Following is the Senate Finance Committee press release summarizing the major modifications to the Chariman's Mark.

 

BAUCUS MODIFIES CHAIRMAN’S MARK TO IMPROVE
HEALTH CARE AFFORDABILITY, MAINTAIN DEFICIT REDUCTIONS

Finance Chairman releases modification to Chairman’s Mark that would
increase tax credits, lower penalties for low and middle income families

Washington, DC Senate Finance Committee Chairman Max Baucus (D-Mont.) today released his modification to the Chairman’s Mark of the America’s Healthy Future Act, landmark health care reform legislation to lower costs and provide quality, affordable health care coverage. The modifications focus largely on making care more affordable for low and middle income Americans by increasing the Health Care Affordability Tax Credit, lowering the penalties for people who fail to meet the individual requirement to have health insurance and increasing the High Cost Insurance Excise Tax threshold for people whose basic health care is more expensive. Baucus called the modification the first step in an important process that will continue to improve the bill.

“My modification to the Chairman’s Mark focuses on making health care more affordable for middle class families, while ensuring the legislation reduces the deficit and effectively slows the growth of skyrocketing health care costs,” said Baucus. “This modification incorporates important ideas from my colleagues on both sides of the aisle. Crafting a bill that addresses all of the concerns of our broken health care system is no easy task, and I’m confident that, working together, we are even closer to that goal today. The legislative process is an important one and I look forward to improving this bill as it advances in the coming days and weeks.”

Baucus introduced his Chairman’s Mark of the America’s Healthy Future Act on September 16. The legislation is designed to make it easier for families and small businesses to buy health care coverage, ensure Americans can choose to keep the health care coverage they have if they like it and slow the growth of health care costs over time. It will bar insurance companies from discriminating against people based on health status, denying coverage because of pre-existing conditions, or imposing annual caps or lifetime limits on coverage. The bill will improve the way the health care system delivers care by improving efficiency, quality and coordination. The modified Chairman’s Mark released today is estimated to cost less than $900 billion and will not add to the federal deficit.

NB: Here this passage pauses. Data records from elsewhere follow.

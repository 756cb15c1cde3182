//! Fog-aware descriptions for the cell under the cursor.

use crate::content::item_name;
use crate::geometry::Position;
use crate::state::{GameState, Observation};
use crate::types::Terrain;

fn terrain_text(terrain: Terrain) -> &'static str {
    match terrain {
        Terrain::Floor => "Stone floor.",
        Terrain::Wall => "A rough stone wall.",
        Terrain::Stairs => "Stairs leading down.",
        Terrain::Empty => "Solid rock.",
    }
}

/// What the player knows about `position`. Empty when there is nothing to describe.
pub fn describe_cell(state: &GameState, position: Position) -> String {
    let Some(map) = state.map() else {
        return String::new();
    };
    if !map.in_bounds(position) {
        return String::new();
    }
    match map.observe(position) {
        Observation::Unknown => "You have not explored this place.".to_string(),
        Observation::Remembered { terrain } => {
            format!("{} You remember it from earlier.", terrain_text(terrain))
        }
        Observation::Visible { terrain, item, creature } => {
            if position == state.player.position {
                let player = &state.player;
                return format!("You, {} ({}/{} hp).", player.name, player.hp, player.max_hp);
            }
            if let Some(creature) = creature.and_then(|id| state.creatures.get(&id)) {
                return format!("A {} ({}/{} hp).", creature.name(), creature.hp, creature.max_hp);
            }
            match item {
                Some(item) => format!("You see {} here.", item_name(item)),
                None => terrain_text(terrain).to_string(),
            }
        }
    }
}
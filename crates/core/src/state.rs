use std::collections::BTreeMap;

use serde::{Deserialize, Serialize};

use crate::config::GameConfig;
use crate::content::{self, DEFAULT_CHARACTER_NAME, INITIAL_MAX_HP};
use crate::creatures::RollStream;
use crate::geometry::{MoveDirection, Position, in_bounds};
use crate::types::*;

pub const INITIAL_INTERACTION_TEXT: &str = "You enter the dungeon.";

#[derive(Clone, Debug, PartialEq, Eq, Serialize, Deserialize)]
pub struct Cell {
    pub terrain: Terrain,
    pub visibility: Visibility,
    pub item: Option<Item>,
    /// Species that `InitCreatures` will spawn here.
    pub spawn_marker: Option<Species>,
    // Written only through `creatures::Occupancy`.
    pub(crate) creature: Option<CreatureId>,
}

impl Cell {
    pub fn new(terrain: Terrain) -> Self {
        Self {
            terrain,
            visibility: Visibility::Unseen,
            item: None,
            spawn_marker: None,
            creature: None,
        }
    }

    pub fn creature(&self) -> Option<&CreatureId> {
        self.creature.as_ref()
    }
}

/// What the surrounding UI may know about a cell under fog of war.
#[derive(Clone, Debug, PartialEq, Eq)]
pub enum Observation {
    Unknown,
    Remembered { terrain: Terrain },
    Visible { terrain: Terrain, item: Option<Item>, creature: Option<CreatureId> },
}

#[derive(Clone, Debug, PartialEq, Eq, Serialize, Deserialize)]
pub struct Map {
    width: usize,
    height: usize,
    cells: Vec<Cell>,
    seed: String,
}

impl Map {
    pub fn filled(width: usize, height: usize, terrain: Terrain, seed: &str) -> Self {
        let cells = vec![Cell::new(terrain); width * height];
        Self { width, height, cells, seed: seed.to_string() }
    }

    /// Builds a map from text rows: `#` wall, `.` floor, `>` stairs, anything else empty rock.
    pub fn from_rows(rows: &[&str], seed: &str) -> Self {
        let height = rows.len();
        let width = rows.iter().map(|row| row.chars().count()).max().unwrap_or(0);
        let mut map = Self::filled(width, height, Terrain::Empty, seed);
        for (row_index, row) in rows.iter().enumerate() {
            for (col_index, glyph) in row.chars().enumerate() {
                let terrain = match glyph {
                    '#' => Terrain::Wall,
                    '.' => Terrain::Floor,
                    '>' => Terrain::Stairs,
                    _ => Terrain::Empty,
                };
                map.cells[row_index * width + col_index].terrain = terrain;
            }
        }
        map
    }

    pub(crate) fn from_cells(width: usize, height: usize, cells: Vec<Cell>, seed: &str) -> Self {
        debug_assert_eq!(cells.len(), width * height);
        Self { width, height, cells, seed: seed.to_string() }
    }

    pub fn width(&self) -> usize {
        self.width
    }

    pub fn height(&self) -> usize {
        self.height
    }

    pub fn seed(&self) -> &str {
        &self.seed
    }

    /// A deserialized map may carry a cell buffer that disagrees with its dimensions.
    pub fn is_well_formed(&self) -> bool {
        self.width > 0
            && self.height > 0
            && self.width.checked_mul(self.height) == Some(self.cells.len())
    }

    pub fn in_bounds(&self, pos: Position) -> bool {
        in_bounds(self.width, self.height, pos)
    }

    pub fn cell(&self, pos: Position) -> Option<&Cell> {
        self.index(pos).map(|index| &self.cells[index])
    }

    pub(crate) fn cell_mut(&mut self, pos: Position) -> Option<&mut Cell> {
        self.index(pos).map(|index| &mut self.cells[index])
    }

    pub fn cells(&self) -> &[Cell] {
        &self.cells
    }

    pub(crate) fn cells_mut(&mut self) -> &mut [Cell] {
        &mut self.cells
    }

    /// Out-of-bounds positions read as walls.
    pub fn terrain_at(&self, pos: Position) -> Terrain {
        self.cell(pos).map_or(Terrain::Wall, |cell| cell.terrain)
    }

    pub fn is_passable(&self, pos: Position) -> bool {
        self.terrain_at(pos).is_passable()
    }

    pub fn visibility_at(&self, pos: Position) -> Visibility {
        self.cell(pos).map_or(Visibility::Unseen, |cell| cell.visibility)
    }

    pub fn creature_at(&self, pos: Position) -> Option<&CreatureId> {
        self.cell(pos).and_then(Cell::creature)
    }

    pub fn positions(&self) -> impl Iterator<Item = Position> + '_ {
        (0..self.height).flat_map(move |row| {
            (0..self.width).map(move |col| Position { row: row as i32, col: col as i32 })
        })
    }

    pub fn stairs_position(&self) -> Option<Position> {
        self.positions().find(|&pos| self.terrain_at(pos) == Terrain::Stairs)
    }

    pub fn observe(&self, pos: Position) -> Observation {
        let Some(cell) = self.cell(pos) else {
            return Observation::Unknown;
        };
        match cell.visibility {
            Visibility::Unseen => Observation::Unknown,
            Visibility::Remembered => Observation::Remembered { terrain: cell.terrain },
            Visibility::Visible => Observation::Visible {
                terrain: cell.terrain,
                item: cell.item,
                creature: cell.creature.clone(),
            },
        }
    }

    pub(crate) fn strip_creature_slots(&mut self) {
        for cell in &mut self.cells {
            cell.creature = None;
        }
    }

    pub fn canonical_bytes(&self) -> Vec<u8> {
        let mut bytes = Vec::with_capacity(16 + self.cells.len() * 4);
        bytes.extend((self.width as u32).to_le_bytes());
        bytes.extend((self.height as u32).to_le_bytes());
        bytes.extend((self.seed.len() as u32).to_le_bytes());
        bytes.extend(self.seed.as_bytes());
        for cell in &self.cells {
            bytes.push(match cell.terrain {
                Terrain::Floor => 0,
                Terrain::Wall => 1,
                Terrain::Stairs => 2,
                Terrain::Empty => 3,
            });
            bytes.push(match cell.visibility {
                Visibility::Unseen => 0,
                Visibility::Remembered => 1,
                Visibility::Visible => 2,
            });
            match cell.item {
                None => bytes.push(0),
                Some(Item::Gold { amount }) => {
                    bytes.push(1);
                    bytes.extend(amount.to_le_bytes());
                }
                Some(Item::Potion(kind)) => bytes.extend([2, kind as u8]),
                Some(Item::Weapon(kind)) => bytes.extend([3, kind as u8]),
                Some(Item::Armor(kind)) => bytes.extend([4, kind as u8]),
            }
            bytes.push(cell.spawn_marker.map_or(0, |species| species as u8 + 1));
            match &cell.creature {
                None => bytes.push(0),
                Some(id) => {
                    bytes.push(1);
                    bytes.extend((id.as_str().len() as u32).to_le_bytes());
                    bytes.extend(id.as_str().as_bytes());
                }
            }
        }
        bytes
    }

    fn index(&self, pos: Position) -> Option<usize> {
        if !self.in_bounds(pos) {
            return None;
        }
        let index = (pos.row as usize) * self.width + (pos.col as usize);
        (index < self.cells.len()).then_some(index)
    }
}

#[derive(Clone, Debug, PartialEq, Eq, Serialize, Deserialize)]
pub struct Creature {
    pub id: CreatureId,
    pub species: Species,
    pub hp: i32,
    pub max_hp: i32,
    pub attack: i32,
    pub defense: i32,
    pub position: Position,
    pub conditions: BTreeMap<ConditionKind, ActiveCondition>,
}

impl Creature {
    pub fn name(&self) -> &'static str {
        self.species.key()
    }
}

#[derive(Clone, Debug, PartialEq, Eq, Serialize, Deserialize)]
pub struct PlayerState {
    pub name: String,
    pub position: Position,
    pub hp: i32,
    pub max_hp: i32,
    pub gold: u32,
    pub equipped: Vec<Item>,
    pub inventory: Vec<Item>,
    pub conditions: BTreeMap<ConditionKind, ActiveCondition>,
}

impl PlayerState {
    pub fn new(position: Position) -> Self {
        Self {
            name: DEFAULT_CHARACTER_NAME.to_string(),
            position,
            hp: INITIAL_MAX_HP,
            max_hp: INITIAL_MAX_HP,
            gold: 0,
            equipped: Vec::new(),
            inventory: Vec::new(),
            conditions: BTreeMap::new(),
        }
    }

    pub fn attack(&self) -> i32 {
        let bonus: i32 = self.equipped.iter().map(|&item| content::attack_bonus(item)).sum();
        let chill =
            self.conditions.get(&ConditionKind::Chilled).map_or(0, |condition| condition.intensity);
        (content::PLAYER_BASE_ATTACK + bonus - chill).max(0)
    }

    pub fn defense(&self) -> i32 {
        let bonus: i32 = self.equipped.iter().map(|&item| content::defense_bonus(item)).sum();
        content::PLAYER_BASE_DEFENSE + bonus
    }

    pub fn equipped_in(&self, slot: EquipSlot) -> Option<usize> {
        self.equipped.iter().position(|item| item.equip_slot() == Some(slot))
    }
}

#[derive(Clone, Debug, PartialEq, Eq, Serialize, Deserialize)]
pub struct GameState {
    pub current_map: Option<Map>,
    pub seed: String,
    pub status: GameStatus,
    pub move_direction: MoveDirection,
    pub player: PlayerState,
    pub interaction_text: String,
    pub event_log: Vec<String>,
    pub creatures: BTreeMap<CreatureId, Creature>,
    pub depth: u32,
    /// Counts consumed player turns; pairs with `sound_cues` so stale cues are never replayed.
    pub turn: u64,
    pub sound_cues: Vec<SoundCue>,
    pub rolls: RollStream,
    pub config: GameConfig,
}

impl GameState {
    pub fn initial() -> Self {
        Self::with_config(GameConfig::default())
    }

    pub fn with_config(config: GameConfig) -> Self {
        Self {
            current_map: None,
            seed: String::new(),
            status: GameStatus::Playing,
            move_direction: MoveDirection::Right,
            player: PlayerState::new(Position::new(0, 0)),
            interaction_text: INITIAL_INTERACTION_TEXT.to_string(),
            event_log: Vec::new(),
            creatures: BTreeMap::new(),
            depth: 1,
            turn: 0,
            sound_cues: Vec::new(),
            rolls: RollStream::new(0),
            config,
        }
    }

    pub fn map(&self) -> Option<&Map> {
        self.current_map.as_ref()
    }

    pub(crate) fn push_log(&mut self, entry: String) {
        self.event_log.push(entry);
        let capacity = self.config.event_log_capacity.max(1);
        if self.event_log.len() > capacity {
            let overflow = self.event_log.len() - capacity;
            self.event_log.drain(..overflow);
        }
    }
}

impl Default for GameState {
    fn default() -> Self {
        Self::initial()
    }
}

The Finance Committee will begin considering the modification of the Chairman’s Mark today. The full text and summary of the original Chairman’s Mark to the America’s Healthy Future Act as well as of the full text of the modification to the Chairman’s Mark is available on the Finance Committee website at www.finance.senate.gov. A summary of the major modifications to the Chairman’s Mark follows here.

MODIFICATIONS TO THE CHAIRMAN’S MARK OF THE AMERICA’S HEALTHY FUTURE ACT

Increasing Health Care Affordability

Increasing the Health Care Affordability Tax Credits for premiums – The modified Chairman’s Mark increases the amount that low and middle income Americans will receive through the Health Care Affordability Tax Credit. The modified Chairman’s Mark would lower the maximum amount of income that families would contribute to their health insurance premium to two percent of income for those at 100 percent of the Federal Poverty Level (FPL) on a sliding scale up to 12 percent of income for those at 300 percent of poverty. Individuals between 300-400 percent of FPL would be eligible for a premium credit based on capping an individual’s share of the premium at a flat 12 percent of income. This policy was submitted by Senators Menendez, Kerry, Bingaman and Schumer as amendment C1, Senators Kerry and Menendez as amendment C9 and Senator Stabenow as amendment C1.

Making out-of-pocket costs more affordable – The modified Chairman’s Mark would make out-of-pocket costs for middle class families more affordable by reducing out-of- pocket limits for families between 200 and 300 percent of poverty to an amount equal to two-thirds of the HSA out-of-pocket limit, which would be a maximum of $3,987 for an individual and a maximum of $7,973 for a family in 2010. This policy was submitted by Senator Menendez as amendment C13.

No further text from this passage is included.